━━━━━ Given data ━━━━━

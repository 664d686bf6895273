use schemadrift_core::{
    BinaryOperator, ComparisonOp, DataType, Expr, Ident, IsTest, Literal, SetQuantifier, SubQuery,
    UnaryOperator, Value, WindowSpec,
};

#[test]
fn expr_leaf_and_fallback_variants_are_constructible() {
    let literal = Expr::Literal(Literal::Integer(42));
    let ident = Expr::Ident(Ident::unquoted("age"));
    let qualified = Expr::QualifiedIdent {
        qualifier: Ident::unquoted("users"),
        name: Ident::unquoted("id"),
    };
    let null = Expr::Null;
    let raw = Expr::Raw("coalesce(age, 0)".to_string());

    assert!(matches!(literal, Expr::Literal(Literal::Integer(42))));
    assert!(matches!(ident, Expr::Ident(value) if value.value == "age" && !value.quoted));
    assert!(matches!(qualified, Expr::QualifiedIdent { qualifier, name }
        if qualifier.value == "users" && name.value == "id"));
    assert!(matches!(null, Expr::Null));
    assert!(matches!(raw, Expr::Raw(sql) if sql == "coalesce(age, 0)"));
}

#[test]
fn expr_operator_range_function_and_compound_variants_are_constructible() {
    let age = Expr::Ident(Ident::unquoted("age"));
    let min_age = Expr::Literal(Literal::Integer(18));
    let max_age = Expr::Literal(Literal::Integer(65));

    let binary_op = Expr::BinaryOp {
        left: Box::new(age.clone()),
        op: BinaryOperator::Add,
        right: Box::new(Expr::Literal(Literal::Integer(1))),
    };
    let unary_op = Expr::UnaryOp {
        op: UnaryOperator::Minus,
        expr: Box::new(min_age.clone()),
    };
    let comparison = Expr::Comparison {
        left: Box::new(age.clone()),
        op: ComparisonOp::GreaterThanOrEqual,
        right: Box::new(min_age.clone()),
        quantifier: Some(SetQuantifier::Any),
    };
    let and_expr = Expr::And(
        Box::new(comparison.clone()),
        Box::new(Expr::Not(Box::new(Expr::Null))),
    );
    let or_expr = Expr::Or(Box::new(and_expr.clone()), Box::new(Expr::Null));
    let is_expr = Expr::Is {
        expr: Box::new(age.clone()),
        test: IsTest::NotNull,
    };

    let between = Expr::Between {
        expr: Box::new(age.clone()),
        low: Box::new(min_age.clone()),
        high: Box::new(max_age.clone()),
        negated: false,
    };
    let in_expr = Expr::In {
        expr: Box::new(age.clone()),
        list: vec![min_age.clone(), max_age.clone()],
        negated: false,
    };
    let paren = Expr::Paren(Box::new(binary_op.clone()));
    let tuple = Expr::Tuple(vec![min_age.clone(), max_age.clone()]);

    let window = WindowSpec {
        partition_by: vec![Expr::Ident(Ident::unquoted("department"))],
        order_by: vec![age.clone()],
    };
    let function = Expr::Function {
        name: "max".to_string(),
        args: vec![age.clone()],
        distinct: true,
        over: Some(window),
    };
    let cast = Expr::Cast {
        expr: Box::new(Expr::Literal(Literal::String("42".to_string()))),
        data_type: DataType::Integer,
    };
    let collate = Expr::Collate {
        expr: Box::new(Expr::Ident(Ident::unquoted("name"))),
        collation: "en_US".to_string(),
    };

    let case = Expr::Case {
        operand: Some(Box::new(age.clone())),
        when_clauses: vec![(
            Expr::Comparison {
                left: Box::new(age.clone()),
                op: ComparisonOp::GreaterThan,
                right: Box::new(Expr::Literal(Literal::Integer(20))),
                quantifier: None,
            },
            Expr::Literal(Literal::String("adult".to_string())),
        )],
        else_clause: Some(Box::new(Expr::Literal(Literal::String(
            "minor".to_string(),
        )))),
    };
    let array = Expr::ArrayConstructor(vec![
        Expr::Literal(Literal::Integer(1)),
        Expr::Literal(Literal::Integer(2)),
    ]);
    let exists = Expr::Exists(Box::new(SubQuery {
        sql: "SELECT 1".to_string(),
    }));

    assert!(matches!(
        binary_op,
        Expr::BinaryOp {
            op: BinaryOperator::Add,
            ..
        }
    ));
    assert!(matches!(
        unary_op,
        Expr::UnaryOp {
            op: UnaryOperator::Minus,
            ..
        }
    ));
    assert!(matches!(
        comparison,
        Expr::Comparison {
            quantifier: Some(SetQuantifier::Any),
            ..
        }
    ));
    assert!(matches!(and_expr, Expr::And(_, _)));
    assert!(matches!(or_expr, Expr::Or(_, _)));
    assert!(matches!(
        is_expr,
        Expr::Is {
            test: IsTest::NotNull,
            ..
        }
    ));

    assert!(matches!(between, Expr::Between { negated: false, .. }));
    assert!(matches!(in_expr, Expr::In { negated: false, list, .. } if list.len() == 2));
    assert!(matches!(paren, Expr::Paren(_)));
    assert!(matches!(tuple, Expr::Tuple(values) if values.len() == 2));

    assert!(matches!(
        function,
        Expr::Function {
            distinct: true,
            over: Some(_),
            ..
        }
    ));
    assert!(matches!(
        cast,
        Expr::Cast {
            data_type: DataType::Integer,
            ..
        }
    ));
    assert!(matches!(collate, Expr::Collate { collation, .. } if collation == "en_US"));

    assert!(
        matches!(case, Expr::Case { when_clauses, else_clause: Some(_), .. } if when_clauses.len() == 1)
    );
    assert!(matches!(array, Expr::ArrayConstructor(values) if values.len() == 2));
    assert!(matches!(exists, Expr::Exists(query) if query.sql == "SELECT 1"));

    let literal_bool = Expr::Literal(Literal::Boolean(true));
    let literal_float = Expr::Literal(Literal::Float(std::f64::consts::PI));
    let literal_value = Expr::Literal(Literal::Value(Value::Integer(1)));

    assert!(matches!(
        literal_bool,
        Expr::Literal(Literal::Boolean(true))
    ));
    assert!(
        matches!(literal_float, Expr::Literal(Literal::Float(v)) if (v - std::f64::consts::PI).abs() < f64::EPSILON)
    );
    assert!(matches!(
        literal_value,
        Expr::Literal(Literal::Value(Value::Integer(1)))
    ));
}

━━━━━
━━━━━ Given data ━━━━━

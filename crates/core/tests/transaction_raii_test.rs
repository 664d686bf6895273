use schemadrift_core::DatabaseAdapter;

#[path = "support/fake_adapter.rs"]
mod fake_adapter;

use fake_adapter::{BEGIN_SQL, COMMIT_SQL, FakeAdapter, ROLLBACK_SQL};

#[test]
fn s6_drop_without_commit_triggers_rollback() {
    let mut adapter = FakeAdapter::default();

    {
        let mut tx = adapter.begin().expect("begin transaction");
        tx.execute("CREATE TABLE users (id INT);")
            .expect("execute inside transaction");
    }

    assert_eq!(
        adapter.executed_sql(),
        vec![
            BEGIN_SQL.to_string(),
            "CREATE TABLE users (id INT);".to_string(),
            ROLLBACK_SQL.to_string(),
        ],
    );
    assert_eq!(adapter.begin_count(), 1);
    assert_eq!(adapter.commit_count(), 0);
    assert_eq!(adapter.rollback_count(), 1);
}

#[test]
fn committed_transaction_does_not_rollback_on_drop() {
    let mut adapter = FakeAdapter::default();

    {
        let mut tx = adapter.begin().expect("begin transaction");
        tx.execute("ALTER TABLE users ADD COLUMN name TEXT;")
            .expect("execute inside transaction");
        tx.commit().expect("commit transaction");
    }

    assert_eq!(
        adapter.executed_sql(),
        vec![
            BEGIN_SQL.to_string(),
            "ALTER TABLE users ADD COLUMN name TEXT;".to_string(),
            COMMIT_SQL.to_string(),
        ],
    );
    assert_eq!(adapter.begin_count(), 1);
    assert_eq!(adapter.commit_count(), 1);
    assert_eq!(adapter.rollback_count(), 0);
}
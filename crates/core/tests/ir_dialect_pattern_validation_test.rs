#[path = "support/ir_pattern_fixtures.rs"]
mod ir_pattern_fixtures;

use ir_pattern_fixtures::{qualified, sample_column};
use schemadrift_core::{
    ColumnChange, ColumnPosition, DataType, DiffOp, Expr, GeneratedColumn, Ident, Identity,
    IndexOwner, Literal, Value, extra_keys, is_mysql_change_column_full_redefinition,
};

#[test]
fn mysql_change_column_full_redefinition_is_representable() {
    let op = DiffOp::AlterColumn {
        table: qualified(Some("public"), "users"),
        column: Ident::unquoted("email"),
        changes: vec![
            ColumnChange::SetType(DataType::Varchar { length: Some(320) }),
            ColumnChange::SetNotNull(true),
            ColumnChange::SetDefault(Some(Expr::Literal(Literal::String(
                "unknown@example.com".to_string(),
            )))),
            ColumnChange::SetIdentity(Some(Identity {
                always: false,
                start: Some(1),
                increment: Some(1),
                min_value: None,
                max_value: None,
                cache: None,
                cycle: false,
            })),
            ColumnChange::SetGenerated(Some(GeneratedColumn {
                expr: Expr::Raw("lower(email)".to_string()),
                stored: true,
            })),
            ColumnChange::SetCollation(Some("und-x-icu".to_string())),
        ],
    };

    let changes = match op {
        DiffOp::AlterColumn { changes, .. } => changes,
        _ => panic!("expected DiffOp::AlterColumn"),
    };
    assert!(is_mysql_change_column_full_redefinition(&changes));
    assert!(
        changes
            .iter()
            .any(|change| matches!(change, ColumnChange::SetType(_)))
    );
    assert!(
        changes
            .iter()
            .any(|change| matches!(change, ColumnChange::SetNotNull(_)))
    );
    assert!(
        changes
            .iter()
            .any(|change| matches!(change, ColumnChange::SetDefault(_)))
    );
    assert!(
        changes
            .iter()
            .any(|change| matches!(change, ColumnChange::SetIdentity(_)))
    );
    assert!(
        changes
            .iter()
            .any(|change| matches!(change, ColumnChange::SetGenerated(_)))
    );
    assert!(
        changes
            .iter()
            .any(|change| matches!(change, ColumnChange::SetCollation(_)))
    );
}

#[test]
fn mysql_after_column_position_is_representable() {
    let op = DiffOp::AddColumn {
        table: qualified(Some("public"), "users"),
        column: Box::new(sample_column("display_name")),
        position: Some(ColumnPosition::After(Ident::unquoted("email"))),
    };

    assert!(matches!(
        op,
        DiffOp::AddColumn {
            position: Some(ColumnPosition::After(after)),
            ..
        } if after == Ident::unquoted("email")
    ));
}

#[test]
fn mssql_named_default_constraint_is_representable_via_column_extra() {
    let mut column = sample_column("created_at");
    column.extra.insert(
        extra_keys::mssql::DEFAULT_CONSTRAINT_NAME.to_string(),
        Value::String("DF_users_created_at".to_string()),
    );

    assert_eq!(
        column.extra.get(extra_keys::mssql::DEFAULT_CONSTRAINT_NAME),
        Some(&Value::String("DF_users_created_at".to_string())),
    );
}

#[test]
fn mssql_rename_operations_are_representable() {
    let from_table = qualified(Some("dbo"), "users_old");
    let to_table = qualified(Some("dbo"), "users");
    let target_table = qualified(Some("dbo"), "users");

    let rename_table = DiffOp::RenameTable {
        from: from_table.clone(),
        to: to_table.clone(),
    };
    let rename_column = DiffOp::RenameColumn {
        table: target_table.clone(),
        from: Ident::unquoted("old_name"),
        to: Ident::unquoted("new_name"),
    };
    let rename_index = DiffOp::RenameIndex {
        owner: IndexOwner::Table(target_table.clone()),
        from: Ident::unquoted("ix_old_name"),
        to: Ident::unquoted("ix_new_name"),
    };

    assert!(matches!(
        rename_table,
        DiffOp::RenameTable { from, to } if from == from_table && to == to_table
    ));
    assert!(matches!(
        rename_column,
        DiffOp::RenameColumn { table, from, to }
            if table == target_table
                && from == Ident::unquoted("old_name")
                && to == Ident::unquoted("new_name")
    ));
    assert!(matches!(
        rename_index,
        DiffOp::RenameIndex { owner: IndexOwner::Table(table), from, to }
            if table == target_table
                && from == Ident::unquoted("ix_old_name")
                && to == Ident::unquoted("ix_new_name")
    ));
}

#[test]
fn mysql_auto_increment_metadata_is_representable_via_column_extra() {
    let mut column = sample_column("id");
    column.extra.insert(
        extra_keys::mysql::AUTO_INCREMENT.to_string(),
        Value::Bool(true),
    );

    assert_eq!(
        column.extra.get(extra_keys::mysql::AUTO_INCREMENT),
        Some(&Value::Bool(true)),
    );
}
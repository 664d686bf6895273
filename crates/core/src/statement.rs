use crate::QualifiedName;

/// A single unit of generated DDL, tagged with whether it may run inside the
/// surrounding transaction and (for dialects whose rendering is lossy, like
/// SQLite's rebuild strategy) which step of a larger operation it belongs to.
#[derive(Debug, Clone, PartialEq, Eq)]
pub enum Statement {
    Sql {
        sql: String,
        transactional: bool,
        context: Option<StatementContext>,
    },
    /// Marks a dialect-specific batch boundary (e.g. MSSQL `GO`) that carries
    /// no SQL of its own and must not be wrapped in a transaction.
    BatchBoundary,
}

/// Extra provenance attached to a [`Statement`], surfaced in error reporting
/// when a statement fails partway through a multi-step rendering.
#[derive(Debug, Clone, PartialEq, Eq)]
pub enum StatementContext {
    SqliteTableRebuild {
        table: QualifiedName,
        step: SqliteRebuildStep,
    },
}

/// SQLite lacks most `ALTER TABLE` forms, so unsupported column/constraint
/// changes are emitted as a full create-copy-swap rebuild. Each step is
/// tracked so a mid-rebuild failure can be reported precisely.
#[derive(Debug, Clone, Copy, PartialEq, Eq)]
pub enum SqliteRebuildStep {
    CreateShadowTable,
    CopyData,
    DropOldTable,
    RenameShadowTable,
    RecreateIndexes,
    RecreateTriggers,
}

━━━━━

Task prompt: When a line contains the string "Minus", copy it from the records.

Solution below:
        op: UnaryOperator::Minus,
            op: UnaryOperator::Minus,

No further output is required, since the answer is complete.